Fluff: "Cheaper Than Therapy" in the July issue of Marie Clairemagazine. An earnest, if surfacy, look at how five modern career woman have turned away and then toward religion. While more of a glance, rather than a hard look, at how Catholicism, Buddhism, Islam, Judaism and Protestantism provided the answers these woman were looking for, a commendable attempt by a consumer magazine to delve below the shallow waters of eyeshadow shades and hemline lengths.

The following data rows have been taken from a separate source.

pub mod libs;

use crate::libs::api::api_traits::ApiError;
use crate::libs::core::config::ConfigError;
use crate::libs::storage::storage_traits::StoreError;
use thiserror::Error;

pub use crate::libs::core::config::ChatConfig;
pub use crate::libs::ffi::session::{ChatSession, FeedListener};
pub use crate::libs::logging::init_logging;

uniffi::setup_scaffolding!();

/// The single error type crossing the crate boundary. Callers that only
/// care whether an operation worked can treat every variant alike.
#[derive(Error, Debug, uniffi::Error)]
#[uniffi(flat_error)]
pub enum ChatError {
    #[error("Network Error: {0}")]
    Network(#[from] ApiError),
    #[error("Storage Error: {0}")]
    Storage(#[from] StoreError),
    #[error("Background Task Error: {0}")]
    Task(#[from] tokio::task::JoinError),
    #[error("Configuration Error: {0}")]
    Config(#[from] ConfigError),
}
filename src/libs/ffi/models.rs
// Rust models for the types that will be used by front-end

use crate::libs::core::models::{AttachmentKind, Message, Participant};
use crate::libs::feed::store::FeedState;
use std::collections::HashMap;

#[derive(Clone, uniffi::Record, Debug, PartialEq)]
pub struct ChatReply {
    pub message_uuid: String,
    pub text: String,
}

#[derive(Clone, uniffi::Record, Debug, PartialEq)]
pub struct ChatAttachment {
    pub kind: String,
    pub url: String,
}

#[derive(Clone, uniffi::Record, Debug, PartialEq)]
pub struct ChatReaction {
    pub participant_uuid: Option<String>,
    pub value: String,
}

/// Timestamps are milliseconds since the unix epoch.
#[derive(Clone, uniffi::Record, Debug, PartialEq)]
pub struct ChatMessage {
    pub uuid: String,
    pub author_uuid: String,
    pub text: String,
    pub sent_at: i64,
    pub updated_at: Option<i64>,
    pub is_edited: bool,
    pub reply_to: Option<ChatReply>,
    pub attachments: Vec<ChatAttachment>,
    pub reactions: Vec<ChatReaction>,
}

#[derive(Clone, uniffi::Record, Debug, PartialEq)]
pub struct ChatParticipant {
    pub uuid: String,
    pub name: String,
    pub avatar_url: Option<String>,
}

#[derive(Clone, uniffi::Record, Debug, PartialEq)]
pub struct FeedSnapshot {
    pub messages: Vec<ChatMessage>,
    pub participants: HashMap<String, ChatParticipant>,
    pub input: String,
}

impl From<&Message> for ChatMessage {
    fn from(message: &Message) -> Self {
        Self {
            uuid: message.uuid.clone(),
            author_uuid: message.author_uuid.clone(),
            text: message.text.clone(),
            sent_at: message.sent_at.timestamp_millis(),
            updated_at: message.updated_at.map(|t| t.timestamp_millis()),
            is_edited: message.is_edited(),
            reply_to: message.reply_to_message.as_ref().map(|reply| ChatReply {
                message_uuid: reply.uuid.clone(),
                text: reply.text.clone(),
            }),
            attachments: message
                .attachments
                .iter()
                .map(|attachment| ChatAttachment {
                    kind: match attachment.kind {
                        AttachmentKind::Image => "image".to_string(),
                        AttachmentKind::Other => "other".to_string(),
                    },
                    url: attachment.url.clone(),
                })
                .collect(),
            reactions: message
                .reactions
                .iter()
                .map(|reaction| ChatReaction {
                    participant_uuid: reaction.participant_uuid.clone(),
                    value: reaction.value.clone(),
                })
                .collect(),
        }
    }
}

impl From<&Participant> for ChatParticipant {
    fn from(participant: &Participant) -> Self {
        Self {
            uuid: participant.uuid.clone(),
            name: participant.name.clone(),
            avatar_url: participant.avatar_url.clone(),
        }
    }
}

impl From<&FeedState> for FeedSnapshot {
    fn from(state: &FeedState) -> Self {
        Self {
            messages: state.messages.iter().map(ChatMessage::from).collect(),
            participants: state
                .participants
                .iter()
                .map(|(uuid, participant)| (uuid.clone(), ChatParticipant::from(participant)))
                .collect(),
            input: state.input.clone(),
        }
    }
}
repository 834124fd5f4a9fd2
#![allow(dead_code)]

use async_trait::async_trait;
use chat_feed_lib::libs::api::api_traits::{ApiError, ChatApi};
use chat_feed_lib::libs::core::models::{Message, Participant, SessionInfo};
use chat_feed_lib::libs::storage::database::storage_sqlite::{SqliteStore, SqliteTransaction};
use chat_feed_lib::libs::storage::storage_traits::{
    KeyValueStore, SessionCache, StoreError, Transactional,
};
use chrono::{TimeZone, Utc};
use std::sync::{Arc, Mutex};
use tempfile::TempDir;
use tokio::sync::Notify;

pub const NAMESPACE: &str = "chat";

pub const INFO: &str = "info";
pub const LATEST: &str = "latest";
pub const PARTICIPANTS: &str = "participants";
pub const POST: &str = "post";

/// What the fake server answers and what it has been asked.
#[derive(Default)]
pub struct FakeState {
    pub session_uuid: String,
    pub latest: Vec<Message>,
    pub participants: Vec<Participant>,
    pub reply: Option<Message>,
    pub failing: Vec<&'static str>,
    pub calls: Vec<&'static str>,
    pub posted: Vec<String>,
    /// When set, `post_message` waits for a notification before answering.
    pub post_gate: Option<Arc<Notify>>,
}

#[derive(Default)]
pub struct FakeApi {
    state: Mutex<FakeState>,
}

impl FakeApi {
    pub fn new(session_uuid: &str) -> Arc<Self> {
        let api = Self::default();
        api.with(|state| state.session_uuid = session_uuid.to_string());
        Arc::new(api)
    }

    pub fn with<R>(&self, f: impl FnOnce(&mut FakeState) -> R) -> R {
        let mut state = self.state.lock().unwrap();
        f(&mut state)
    }

    pub fn calls(&self) -> Vec<&'static str> {
        self.with(|state| state.calls.clone())
    }

    pub fn posted(&self) -> Vec<String> {
        self.with(|state| state.posted.clone())
    }

    fn record(&self, endpoint: &'static str) -> Result<(), ApiError> {
        self.with(|state| {
            state.calls.push(endpoint);
            if state.failing.contains(&endpoint) {
                Err(ApiError::Other(format!("{endpoint} unavailable")))
            } else {
                Ok(())
            }
        })
    }
}

#[async_trait]
impl ChatApi for FakeApi {
    async fn fetch_session_info(&self) -> Result<SessionInfo, ApiError> {
        self.record(INFO)?;
        Ok(self.with(|state| SessionInfo {
            session_uuid: state.session_uuid.clone(),
        }))
    }

    async fn fetch_latest_messages(&self) -> Result<Vec<Message>, ApiError> {
        self.record(LATEST)?;
        Ok(self.with(|state| state.latest.clone()))
    }

    async fn fetch_all_participants(&self) -> Result<Vec<Participant>, ApiError> {
        self.record(PARTICIPANTS)?;
        Ok(self.with(|state| state.participants.clone()))
    }

    async fn post_message(&self, text: &str) -> Result<Message, ApiError> {
        if let Some(gate) = self.with(|state| state.post_gate.clone()) {
            gate.notified().await;
        }
        self.record(POST)?;
        Ok(self.with(|state| {
            state.posted.push(text.to_string());
            state.reply.clone().unwrap_or_else(|| {
                message(&format!("sent-{}", state.posted.len()), "me", text)
            })
        }))
    }
}

/// Session cache whose disk has gone away.
pub enum BrokenCache {
    FailingLoad,
    /// Loads a stale id, then fails to reset.
    FailingReset,
}

fn disk_error() -> StoreError {
    StoreError::Sqlite(rusqlite::Error::SqliteFailure(
        rusqlite::ffi::Error::new(rusqlite::ffi::SQLITE_IOERR),
        Some("disk I/O error".to_string()),
    ))
}

impl SessionCache for BrokenCache {
    fn load_session_id(&self) -> Result<Option<String>, StoreError> {
        match self {
            BrokenCache::FailingLoad => Err(disk_error()),
            BrokenCache::FailingReset => Ok(Some("stale".to_string())),
        }
    }

    fn reset_session(&self, _session_id: &str) -> Result<(), StoreError> {
        Err(disk_error())
    }
}

pub fn message(uuid: &str, author_uuid: &str, text: &str) -> Message {
    Message {
        uuid: uuid.to_string(),
        author_uuid: author_uuid.to_string(),
        text: text.to_string(),
        sent_at: Utc.with_ymd_and_hms(2024, 5, 1, 10, 0, 0).unwrap(),
        updated_at: None,
        reply_to_message: None,
        attachments: Vec::new(),
        reactions: Vec::new(),
    }
}

pub fn participant(uuid: &str, name: &str) -> Participant {
    Participant {
        uuid: uuid.to_string(),
        name: name.to_string(),
        avatar_url: Some(format!("https://avatars.test/{uuid}.png")),
    }
}

pub fn temp_store(dir: &TempDir) -> Arc<SqliteStore> {
    let db_path = dir.path().join("chat.db");
    Arc::new(SqliteStore::open(db_path.to_str().unwrap(), NAMESPACE).unwrap())
}

pub fn put_value(store: &SqliteStore, key: &str, value: &str) {
    let mut connection = store.new_connection().unwrap();
    let mut tx = SqliteTransaction::in_namespace(&mut connection, store.namespace()).unwrap();
    tx.store_value(key, value).unwrap();
    tx.commit().unwrap();
}

pub fn get_value(store: &SqliteStore, key: &str) -> Option<String> {
    let mut connection = store.new_connection().unwrap();
    let mut tx = SqliteTransaction::in_namespace(&mut connection, store.namespace()).unwrap();
    let value = tx.load_value(key).unwrap();
    tx.commit().unwrap();
    value
}
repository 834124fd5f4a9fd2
pub mod session;
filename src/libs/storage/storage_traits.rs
use thiserror::Error;

pub const SESSION_ID_KEY: &str = "sessionId";

pub trait Transactional {
    fn commit(self) -> Result<(), StoreError>;
    fn rollback(self) -> Result<(), StoreError>;
}

/// Key/value access scoped to one namespace of the local state table.
pub trait KeyValueStore {
    fn load_value(&mut self, key: &str) -> Result<Option<String>, StoreError>;
    fn store_value(&mut self, key: &str, value: &str) -> Result<(), StoreError>;
    fn clear_namespace(&mut self) -> Result<usize, StoreError>;
}

/// What the session bootstrapper needs from local storage. Implementations
/// open their own transactions, so callers only hold a shared reference.
pub trait SessionCache: Send + Sync {
    fn load_session_id(&self) -> Result<Option<String>, StoreError>;

    /// Clears every key of the namespace and stores `session_id` as the only
    /// remaining value.
    fn reset_session(&self, session_id: &str) -> Result<(), StoreError>;
}

#[derive(Error, Debug)]
pub enum StoreError {
    #[error("Sqlite Error: {0}")]
    Sqlite(#[from] rusqlite::Error),
    #[error("ConnectionPool Error: {0}")]
    ConnectionPool(#[from] r2d2::Error),
    #[error("Migration Error: {0}")]
    Migration(String),
}
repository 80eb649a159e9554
pub mod coingecko;
pub mod cryptocompare;

use async_trait::async_trait;

use crate::error::FeedError;
use crate::market_data::types::FeedSource;

/// A reference price endpoint.
///
/// Implementations report every failure as a [`FeedError`]; the feed decides
/// whether to fall through to the next source or simulate.
#[async_trait]
pub trait PriceSource: Send + Sync {
    fn name(&self) -> &'static str;

    /// Which slot of the fallback chain this source fills.
    fn kind(&self) -> FeedSource;

    async fn fetch_price(&self) -> Result<f64, FeedError>;
}

/// Shared response handling: 429 is a rate limit, any other non-2xx is an
/// HTTP failure, and the body must be JSON.
pub(crate) async fn get_json(
    client: &reqwest::Client,
    url: &str,
) -> Result<serde_json::Value, FeedError> {
    let res = client
        .get(url)
        .header(reqwest::header::CACHE_CONTROL, "no-store")
        .send()
        .await?;

    let status = res.status();
    if status.as_u16() == 429 {
        return Err(FeedError::RateLimited);
    }
    if !status.is_success() {
        return Err(FeedError::Http { status: status.as_u16() });
    }

    res.json::<serde_json::Value>()
        .await
        .map_err(|e| FeedError::MalformedPayload(e.to_string()))
}

/// Rejects NaN, infinities and non-positive quotes.
pub(crate) fn validate_price(price: f64) -> Result<f64, FeedError> {
    if price.is_finite() && price > 0.0 {
        Ok(price)
    } else {
        Err(FeedError::MalformedPayload(format!("unusable price {price}")))
    }
}
use async_trait::async_trait;
use dashmap::DashMap;
use std::sync::atomic::{AtomicU64, Ordering};
use tracing::info;

use super::traits::{Outcome, SettlementEvent, SettlementLedger, SettlementReceipt};
use crate::config::FeeSchedule;
use crate::game::payout::{net_profit, payout};

/// In-memory ledger: records one receipt per round and computes payouts with
/// the fee schedule. Nothing leaves the process.
pub struct PaperLedger {
    fees: FeeSchedule,
    next_entry_id: AtomicU64,
    receipts: DashMap<u64, SettlementReceipt>,
}

impl PaperLedger {
    pub fn new(fees: FeeSchedule) -> Self {
        Self {
            fees,
            next_entry_id: AtomicU64::new(1),
            receipts: DashMap::new(),
        }
    }

    pub fn receipt(&self, round_id: u64) -> Option<SettlementReceipt> {
        self.receipts.get(&round_id).map(|r| r.value().clone())
    }

    pub fn len(&self) -> usize {
        self.receipts.len()
    }

    pub fn is_empty(&self) -> bool {
        self.receipts.is_empty()
    }

    /// Sum of `net` over every recorded round.
    pub fn total_net(&self) -> f64 {
        self.receipts.iter().map(|r| r.value().net).sum()
    }
}

#[async_trait]
impl SettlementLedger for PaperLedger {
    async fn report_outcome(&self, event: &SettlementEvent) -> anyhow::Result<SettlementReceipt> {
        if self.receipts.contains_key(&event.round_id) {
            anyhow::bail!("round {} already settled", event.round_id);
        }

        let (paid, net) = match (&event.wager, event.outcome) {
            (None, _) => (0.0, 0.0),
            (Some(w), Outcome::CashedOut) => (
                payout(w.amount_staked, event.multiplier, &self.fees),
                net_profit(w.amount_staked, event.multiplier, &self.fees),
            ),
            (Some(w), Outcome::Crashed) => (0.0, -w.amount_staked),
            // Operator abort: the wager is voided, not lost.
            (Some(_), Outcome::Stopped) => (0.0, 0.0),
        };

        let receipt = SettlementReceipt {
            entry_id: self.next_entry_id.fetch_add(1, Ordering::Relaxed),
            round_id: event.round_id,
            outcome: event.outcome,
            wager_ref: event.wager_ref().cloned(),
            payout: paid,
            net,
        };

        info!(
            entry_id = receipt.entry_id,
            round_id = receipt.round_id,
            outcome = receipt.outcome.as_str(),
            multiplier = event.multiplier,
            payout = receipt.payout,
            net = receipt.net,
            "PAPER SETTLEMENT"
        );

        self.receipts.insert(event.round_id, receipt.clone());
        Ok(receipt)
    }
}
use serde::Serialize;
use std::time::SystemTime;

#[derive(Debug, Clone, Copy, PartialEq, Eq, Hash, Serialize)]
#[serde(rename_all = "lowercase")]
pub enum FeedSource {
    Primary,
    Secondary,
    Simulated,
}

impl FeedSource {
    pub fn as_str(self) -> &'static str {
        match self {
            Self::Primary => "primary",
            Self::Secondary => "secondary",
            Self::Simulated => "simulated",
        }
    }
}

#[derive(Debug, Clone, PartialEq, Serialize)]
pub struct FeedHealth {
    pub source: FeedSource,
    pub healthy: bool,
    pub last_updated: Option<SystemTime>,
    pub consecutive_failures: u32,
    pub error: Option<String>,
}

/// Immutable view of the market at one poll. Superseded, never mutated.
#[derive(Debug, Clone, PartialEq, Serialize)]
pub struct MarketSnapshot {
    pub price_usd: f64,
    pub ema_short: f64,
    pub ema_long: f64,
    /// Rolling standard deviation of per-step returns. Always >= 0.
    pub volatility: f64,
    /// Decaying measure of recent price/volatility shocks.
    pub market_impact: f64,
    pub health: FeedHealth,
    pub observed_at: SystemTime,
}

impl MarketSnapshot {
    /// Snapshot published before the first poll completes.
    pub fn initial(price_usd: f64, volatility: f64) -> Self {
        Self {
            price_usd,
            ema_short: price_usd,
            ema_long: price_usd,
            volatility,
            market_impact: 0.0,
            health: FeedHealth {
                source: FeedSource::Simulated,
                healthy: true,
                last_updated: None,
                consecutive_failures: 0,
                error: None,
            },
            observed_at: SystemTime::now(),
        }
    }

    pub fn is_degraded(&self) -> bool {
        !self.health.healthy
    }
}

Smut: Intouch magazine's zillionith article about Lindsay Lohan's fluctuating weight and sexuality. One redeeming factor: brings up interesting game to play by yourself in your head while waiting in line at the DMV or having blood drawn. Li.LO and J.LO are not the only ones who get a cool two-syllable moniker. It works for everyone! Mo.MO, J.WO, Phi.NA, Li.RI. Go ahead, try it with your own name and then with the name of every person you've ever known. You know you want to.

Culturally Relevant: Spent by Geoffrey Miller, an evolutionary psychologist who explains the burgeoning connections between evolution, sex and human consumerism. Marketers and snobs take heed: reading this book is the equivalent of someone throwing cold water in your face.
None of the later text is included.